Цула резким движением вогнал меч обратно в ножны. Оружие клацнуло, словно зубы в пасти волка. Воин снял с плеча перевязь и швырнул меч на пол.
– С этого момента, вы – пленники. Будете содержаться
Их вывели с Большого Собрания под стражей. Они уходили гордо, как победители, с высоко поднятыми головами. Арнуванда весь затрясся, когда заметил, каким восхищенным взглядом провожает их Фыракдыне. Лишь только шаги в коридоре стихли, Фыракдыне резко и грациозно поднялась со стульчика. Она обвела присутствующих дерзким насмешливым взглядом и небрежно произнесла:
– Я прошу Солнце наше, лабарну, звездоподобную таваннанну и уважаемый панкус отпустить меня на молитву.
– Разве тебе не интересны государственные дела? – спросил Арнуванда. – Ведь в будущем ты станешь таваннанной.
– Сейчас мои дела – рожать детей, – с вызовом ответила Фыракдыне. Ее ответ больно задел самолюбие лабарны. Накануне выяснилось, что он бессилен, и никакие маги и лекари пока не могли ему помочь.
– Может, ты стесняешься присутствия стольких мужчин? – попробовал глупо съязвить Арнуванда.
– Мужчины? – гневно сверкнула перекрасными очами Фыракдыне. – Где они, мужчины? Было двое, да и тех увели!
Все ахнули и запричитали. Никто не ожидал такой дерзости от хрупкой легкомысленной девушки.
– Придется моей швее заказать женские хасгалы для всего уважаемого панкуса.
С этими словами она удалилась, не обращая внимание на недовольно шумевших, пристыженных вельмож. Вооруженные мешеди при входе не разомкнули копья, ведь лабарна не дал разрешения Фыракдыне удалиться. Тогда она, не раздумывая, вынула из складок хасгалы тонкий кинжал. Вид ее был настолько решителен, что мешеди тут же расступились. Арнуванда хотел им приказать остановить ее, но старая таваннанна его осадила:
– Не позорь себя! Поссорился с братом, теперь еще с девушкой будешь воевать? Мало других забот?

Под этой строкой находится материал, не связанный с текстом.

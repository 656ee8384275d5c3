//! Visitor types and per-visitor aggregates

use crate::error::Result;
use crate::limits::validate_visitor_name;
use crate::park::Park;
use crate::registry::TripRegistry;
use crate::trip::Trip;
use serde::Serialize;
use std::hash::{Hash, Hasher};
use ulid::Ulid;

/// Unique identifier for a visitor
#[derive(Debug, Clone, Copy, PartialEq, Eq, Hash, Serialize)]
pub struct VisitorId(pub Ulid);

impl VisitorId {
    pub fn new() -> Self {
        Self(Ulid::new())
    }
}

impl Default for VisitorId {
    fn default() -> Self {
        Self::new()
    }
}

impl std::fmt::Display for VisitorId {
    fn fmt(&self, f: &mut std::fmt::Formatter<'_>) -> std::fmt::Result {
        write!(f, "{}", self.0)
    }
}

/// A person who takes trips to parks
#[derive(Debug, Clone, Serialize)]
pub struct Visitor {
    id: VisitorId,
    name: String,
}

impl Visitor {
    /// Create a visitor; the name must be 1 to 15 characters
    pub fn new(name: impl Into<String>) -> Result<Self> {
        let name = name.into();
        validate_visitor_name(&name)?;
        Ok(Self {
            id: VisitorId::new(),
            name,
        })
    }

    pub fn id(&self) -> &VisitorId {
        &self.id
    }

    pub fn name(&self) -> &str {
        &self.name
    }

    /// Rename a registered visitor.
    ///
    /// The new name is written to `registry` first, so every query sees it
    /// immediately; this copy is then refreshed. On failure nothing changes.
    pub fn set_name<R: TripRegistry + ?Sized>(
        &mut self,
        registry: &R,
        name: impl Into<String>,
    ) -> Result<()> {
        *self = registry.rename_visitor(&self.id, name.into())?;
        Ok(())
    }

    pub(crate) fn assign_name(&mut self, name: String) -> Result<()> {
        validate_visitor_name(&name)?;
        self.name = name;
        Ok(())
    }

    /// Trips taken by this visitor, in creation order
    pub fn trips<R: TripRegistry + ?Sized>(&self, registry: &R) -> Result<Vec<Trip>> {
        registry.visitor_trips(self)
    }

    /// Distinct parks this visitor has been to
    pub fn national_parks<R: TripRegistry + ?Sized>(&self, registry: &R) -> Result<Vec<Park>> {
        registry.visitor_parks(self)
    }

    /// Number of this visitor's trips to `park`
    pub fn total_visits_at_park<R: TripRegistry + ?Sized>(
        &self,
        registry: &R,
        park: &Park,
    ) -> Result<usize> {
        registry.total_visits_at_park(self, park)
    }
}

impl PartialEq for Visitor {
    fn eq(&self, other: &Self) -> bool {
        self.id == other.id
    }
}

impl Eq for Visitor {}

impl Hash for Visitor {
    fn hash<H: Hasher>(&self, state: &mut H) {
        self.id.hash(state);
    }
}

#[cfg(test)]
mod tests {
    use super::*;
    use crate::limits::ValidationError;
    use proptest::prelude::*;

    #[test]
    fn test_visitor_creation() {
        let visitor = Visitor::new("Ana").unwrap();
        assert_eq!(visitor.name(), "Ana");
    }

    #[test]
    fn test_visitor_name_bounds() {
        assert!(Visitor::new("").is_err());
        assert!(Visitor::new("A").is_ok());
        assert!(Visitor::new("Maximilianusxyz").is_ok()); // 15
        assert!(Visitor::new("Maximilianusxyzw").is_err()); // 16
    }

    #[test]
    fn test_assign_name() {
        let mut visitor = Visitor::new("Ana").unwrap();
        visitor.assign_name("Ana Maria".to_string()).unwrap();
        assert_eq!(visitor.name(), "Ana Maria");

        let err = visitor.assign_name(String::new()).unwrap_err();
        assert!(matches!(
            err.as_validation(),
            Some(ValidationError::VisitorNameLength { len: 0, .. })
        ));
        assert_eq!(visitor.name(), "Ana Maria");
    }

    #[test]
    fn test_rename_keeps_identity() {
        let original = Visitor::new("Ana").unwrap();
        let mut renamed = original.clone();
        renamed.assign_name("Anna".to_string()).unwrap();
        assert_eq!(original, renamed);
    }

    proptest! {
        #[test]
        fn prop_valid_names_construct_and_rename(
            name in "[A-Za-z]{1,15}",
            other in "[A-Za-z]{1,15}",
        ) {
            let mut visitor = Visitor::new(name).unwrap();
            prop_assert!(visitor.assign_name(other.clone()).is_ok());
            prop_assert_eq!(visitor.name(), other.as_str());
        }

        #[test]
        fn prop_long_names_rejected(name in "[A-Za-z]{16,40}") {
            prop_assert!(Visitor::new(name.clone()).is_err());
            let mut visitor = Visitor::new("Ana").unwrap();
            prop_assert!(visitor.assign_name(name).is_err());
        }
    }
}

Суппилулиуму и его верного телохранителя темными коридорами вели в подвал под халентувой. Сюда не проникали лучи солнца. Если кричать, то наверх не прорвется ни единого звука.
–Что с нами будет, повелитель? – шепотом спросил Цула. В голосе прозвучала плохо скрытая тревога.

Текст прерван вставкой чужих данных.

//! Point-in-time view of a registry and the aggregate queries over it

use crate::error::Result;
use crate::park::{Park, ParkId};
use crate::trip::Trip;
use crate::visitor::{Visitor, VisitorId};
use serde::Serialize;
use std::collections::HashMap;
use std::hash::Hash;

/// Every park, visitor and trip known to a registry at one moment.
///
/// Aggregates are full scans over `trips`. Where a query returns a set
/// (distinct visitors, distinct parks) the members come back in order of
/// their first trip, and ties in `best_visitor` / `most_visited_park` go
/// to whichever candidate appeared first.
#[derive(Debug, Clone, Default, Serialize)]
pub struct RegistrySnapshot {
    pub parks: Vec<Park>,
    pub visitors: Vec<Visitor>,
    /// Trips in creation order
    pub trips: Vec<Trip>,
}

impl RegistrySnapshot {
    pub fn new() -> Self {
        Self::default()
    }

    pub fn with_parks(mut self, parks: Vec<Park>) -> Self {
        self.parks = parks;
        self
    }

    pub fn with_visitors(mut self, visitors: Vec<Visitor>) -> Self {
        self.visitors = visitors;
        self
    }

    pub fn with_trips(mut self, trips: Vec<Trip>) -> Self {
        self.trips = trips;
        self
    }

    pub fn find_park(&self, id: &ParkId) -> Option<&Park> {
        self.parks.iter().find(|p| p.id() == id)
    }

    pub fn find_visitor(&self, id: &VisitorId) -> Option<&Visitor> {
        self.visitors.iter().find(|v| v.id() == id)
    }

    // ─────────────────────────────────────────────────────────────────────────
    // Park aggregates
    // ─────────────────────────────────────────────────────────────────────────

    pub fn park_trips(&self, park: &Park) -> Vec<Trip> {
        self.trips.iter().filter(|t| t.is_to(park)).cloned().collect()
    }

    pub fn park_visitors(&self, park: &Park) -> Vec<Visitor> {
        tally(self.trips_to(park).map(|t| *t.visitor_id()))
            .into_iter()
            .filter_map(|(id, _)| self.find_visitor(&id).cloned())
            .collect()
    }

    pub fn park_total_visits(&self, park: &Park) -> usize {
        self.trips_to(park).count()
    }

    /// The visitor with strictly the most trips to `park`
    pub fn best_visitor(&self, park: &Park) -> Option<Visitor> {
        let counts = tally(self.trips_to(park).map(|t| *t.visitor_id()));
        first_strict_max(counts).and_then(|id| self.find_visitor(&id).cloned())
    }

    /// The park with strictly the most trips, among parks that have any
    pub fn most_visited_park(&self) -> Option<Park> {
        let counts = tally(self.trips.iter().map(|t| *t.park_id()));
        first_strict_max(counts).and_then(|id| self.find_park(&id).cloned())
    }

    // ─────────────────────────────────────────────────────────────────────────
    // Visitor aggregates
    // ─────────────────────────────────────────────────────────────────────────

    pub fn visitor_trips(&self, visitor: &Visitor) -> Vec<Trip> {
        self.trips.iter().filter(|t| t.is_by(visitor)).cloned().collect()
    }

    pub fn visitor_parks(&self, visitor: &Visitor) -> Vec<Park> {
        tally(self.trips_by(visitor).map(|t| *t.park_id()))
            .into_iter()
            .filter_map(|(id, _)| self.find_park(&id).cloned())
            .collect()
    }

    pub fn total_visits_at_park(&self, visitor: &Visitor, park: &Park) -> usize {
        self.trips_by(visitor).filter(|t| t.is_to(park)).count()
    }

    /// Serialize the snapshot as pretty-printed JSON
    pub fn to_json(&self) -> Result<String> {
        Ok(serde_json::to_string_pretty(self)?)
    }

    fn trips_to<'a>(&'a self, park: &'a Park) -> impl Iterator<Item = &'a Trip> + 'a {
        self.trips.iter().filter(move |t| t.is_to(park))
    }

    fn trips_by<'a>(&'a self, visitor: &'a Visitor) -> impl Iterator<Item = &'a Trip> + 'a {
        self.trips.iter().filter(move |t| t.is_by(visitor))
    }
}

/// Count occurrences, keeping keys in order of first appearance
fn tally<K: Copy + Eq + Hash>(keys: impl IntoIterator<Item = K>) -> Vec<(K, usize)> {
    let mut counts: Vec<(K, usize)> = Vec::new();
    let mut index: HashMap<K, usize> = HashMap::new();
    for key in keys {
        match index.get(&key) {
            Some(&i) => counts[i].1 += 1,
            None => {
                index.insert(key, counts.len());
                counts.push((key, 1));
            }
        }
    }
    counts
}

/// First key whose count beats every earlier one; None if all counts are 0
fn first_strict_max<K>(counts: impl IntoIterator<Item = (K, usize)>) -> Option<K> {
    let mut best: Option<(K, usize)> = None;
    for (key, count) in counts {
        let to_beat = best.as_ref().map_or(0, |(_, c)| *c);
        if count > to_beat {
            best = Some((key, count));
        }
    }
    best.map(|(key, _)| key)
}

– На панкус не надейся, – покачал головой Суппилулиума. – Они все – трусы, впрочем, как и их правитель. Сейчас нас приведут в подземелье и посадят в разные закоулки. Тебя, может быть, и оправдают. Хотя, вряд ли – ты обнажил меч в присутствии лабарны на Большом Собрании. Самое мягкое наказание за такой поступок – пожизненное заточение. Но могу тебя успокоить: в этом подземелье долго не протянешь. К сезону жим твой труп обглодают крысы.
– За себя я не беспокоюсь, – мужественно ответил Цула. – Но твоя жизнь, повелитель…

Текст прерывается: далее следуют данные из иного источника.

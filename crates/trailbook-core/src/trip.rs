//! Trip (join record) types

use crate::date::{DateField, TripDate};
use crate::error::Result;
use crate::limits::validate_trip_date;
use crate::park::{Park, ParkId};
use crate::registry::TripRegistry;
use crate::visitor::{Visitor, VisitorId};
use chrono::{DateTime, Utc};
use serde::Serialize;
use ulid::Ulid;

/// Unique identifier for a trip
#[derive(Debug, Clone, Copy, PartialEq, Eq, Hash, Serialize)]
pub struct TripId(pub Ulid);

impl TripId {
    pub fn new() -> Self {
        Self(Ulid::new())
    }
}

impl Default for TripId {
    fn default() -> Self {
        Self::new()
    }
}

impl std::fmt::Display for TripId {
    fn fmt(&self, f: &mut std::fmt::Formatter<'_>) -> std::fmt::Result {
        write!(f, "{}", self.0)
    }
}

/// A visit by one visitor to one park between two dates
#[derive(Debug, Clone, Serialize)]
pub struct Trip {
    /// Unique identifier
    id: TripId,

    /// Who made the trip
    visitor: VisitorId,

    /// Where they went
    park: ParkId,

    start_date: TripDate,

    end_date: TripDate,

    /// Creation timestamp
    created_at: DateTime<Utc>,
}

impl Trip {
    /// Build a trip with validated dates.
    ///
    /// The trip is not recorded anywhere; use
    /// [`TripRegistry::create_trip`](crate::TripRegistry::create_trip) for that.
    pub fn new(visitor: &Visitor, park: &Park, start_date: &str, end_date: &str) -> Result<Self> {
        Self::build(*visitor.id(), *park.id(), start_date, end_date)
    }

    /// Build a trip from a creation request
    pub fn from_new(new: &NewTrip) -> Result<Self> {
        Self::build(new.visitor, new.park, &new.start_date, &new.end_date)
    }

    fn build(visitor: VisitorId, park: ParkId, start_date: &str, end_date: &str) -> Result<Self> {
        let start_date = validate_trip_date(DateField::Start, start_date)?;
        let end_date = validate_trip_date(DateField::End, end_date)?;
        Ok(Self {
            id: TripId::new(),
            visitor,
            park,
            start_date,
            end_date,
            created_at: Utc::now(),
        })
    }

    pub fn id(&self) -> &TripId {
        &self.id
    }

    pub fn visitor_id(&self) -> &VisitorId {
        &self.visitor
    }

    pub fn park_id(&self) -> &ParkId {
        &self.park
    }

    pub fn start_date(&self) -> &TripDate {
        &self.start_date
    }

    pub fn end_date(&self) -> &TripDate {
        &self.end_date
    }

    pub fn created_at(&self) -> DateTime<Utc> {
        self.created_at
    }

    /// Whether this trip was made by `visitor`
    pub fn is_by(&self, visitor: &Visitor) -> bool {
        self.visitor == *visitor.id()
    }

    /// Whether this trip went to `park`
    pub fn is_to(&self, park: &Park) -> bool {
        self.park == *park.id()
    }

    /// Point this recorded trip at another visitor.
    ///
    /// The change is written to `registry` first, so every aggregate sees
    /// it immediately; this copy is then refreshed from the stored trip.
    pub fn set_visitor<R: TripRegistry + ?Sized>(
        &mut self,
        registry: &R,
        visitor: &Visitor,
    ) -> Result<()> {
        *self = registry.set_trip_visitor(&self.id, visitor)?;
        Ok(())
    }

    /// Point this recorded trip at another park, through `registry`.
    pub fn set_park<R: TripRegistry + ?Sized>(&mut self, registry: &R, park: &Park) -> Result<()> {
        *self = registry.set_trip_park(&self.id, park)?;
        Ok(())
    }

    /// Replace the start date, through `registry`. On failure nothing changes.
    pub fn set_start_date<R: TripRegistry + ?Sized>(
        &mut self,
        registry: &R,
        start_date: &str,
    ) -> Result<()> {
        *self = registry.set_trip_start_date(&self.id, start_date)?;
        Ok(())
    }

    /// Replace the end date, through `registry`. On failure nothing changes.
    pub fn set_end_date<R: TripRegistry + ?Sized>(
        &mut self,
        registry: &R,
        end_date: &str,
    ) -> Result<()> {
        *self = registry.set_trip_end_date(&self.id, end_date)?;
        Ok(())
    }

    pub(crate) fn assign_visitor(&mut self, visitor: &VisitorId) {
        self.visitor = *visitor;
    }

    pub(crate) fn assign_park(&mut self, park: &ParkId) {
        self.park = *park;
    }

    pub(crate) fn assign_date(&mut self, field: DateField, value: &str) -> Result<()> {
        let date = validate_trip_date(field, value)?;
        match field {
            DateField::Start => self.start_date = date,
            DateField::End => self.end_date = date,
        }
        Ok(())
    }
}

impl PartialEq for Trip {
    fn eq(&self, other: &Self) -> bool {
        self.id == other.id
    }
}

impl Eq for Trip {}

/// Data for creating a new trip
#[derive(Debug, Clone, Serialize)]
pub struct NewTrip {
    pub visitor: VisitorId,
    pub park: ParkId,
    pub start_date: String,
    pub end_date: String,
}

impl NewTrip {
    pub fn new(
        visitor: &Visitor,
        park: &Park,
        start_date: impl Into<String>,
        end_date: impl Into<String>,
    ) -> Self {
        Self {
            visitor: *visitor.id(),
            park: *park.id(),
            start_date: start_date.into(),
            end_date: end_date.into(),
        }
    }
}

– Со мной поступят еще проще. По тайному приказу брата, меня сегодня ночью удавят на собственном поясе. Утром объявят, что я повесился, не перенеся позора.
– Но как же Хатти без тебя?
– Молись, – все, что смог посоветовать Суппилулиума.
По крутой каменной лестнице они спустились глубоко вниз. Стражники с факелами приняли пленников у мешедей и повели дальше по низкому сводчатому туннелю. Их догнал старик, слуга лабарны. Старик обладал неприятным серым лицом со всклоченной бурой бороденкой. Еще больше вызывало отвращение его левый глаз, подернутый бельмом. Правый же холодно и пронзительно смотрел из-под облезшей брови. Он приказал развести пленников по разным помещениям.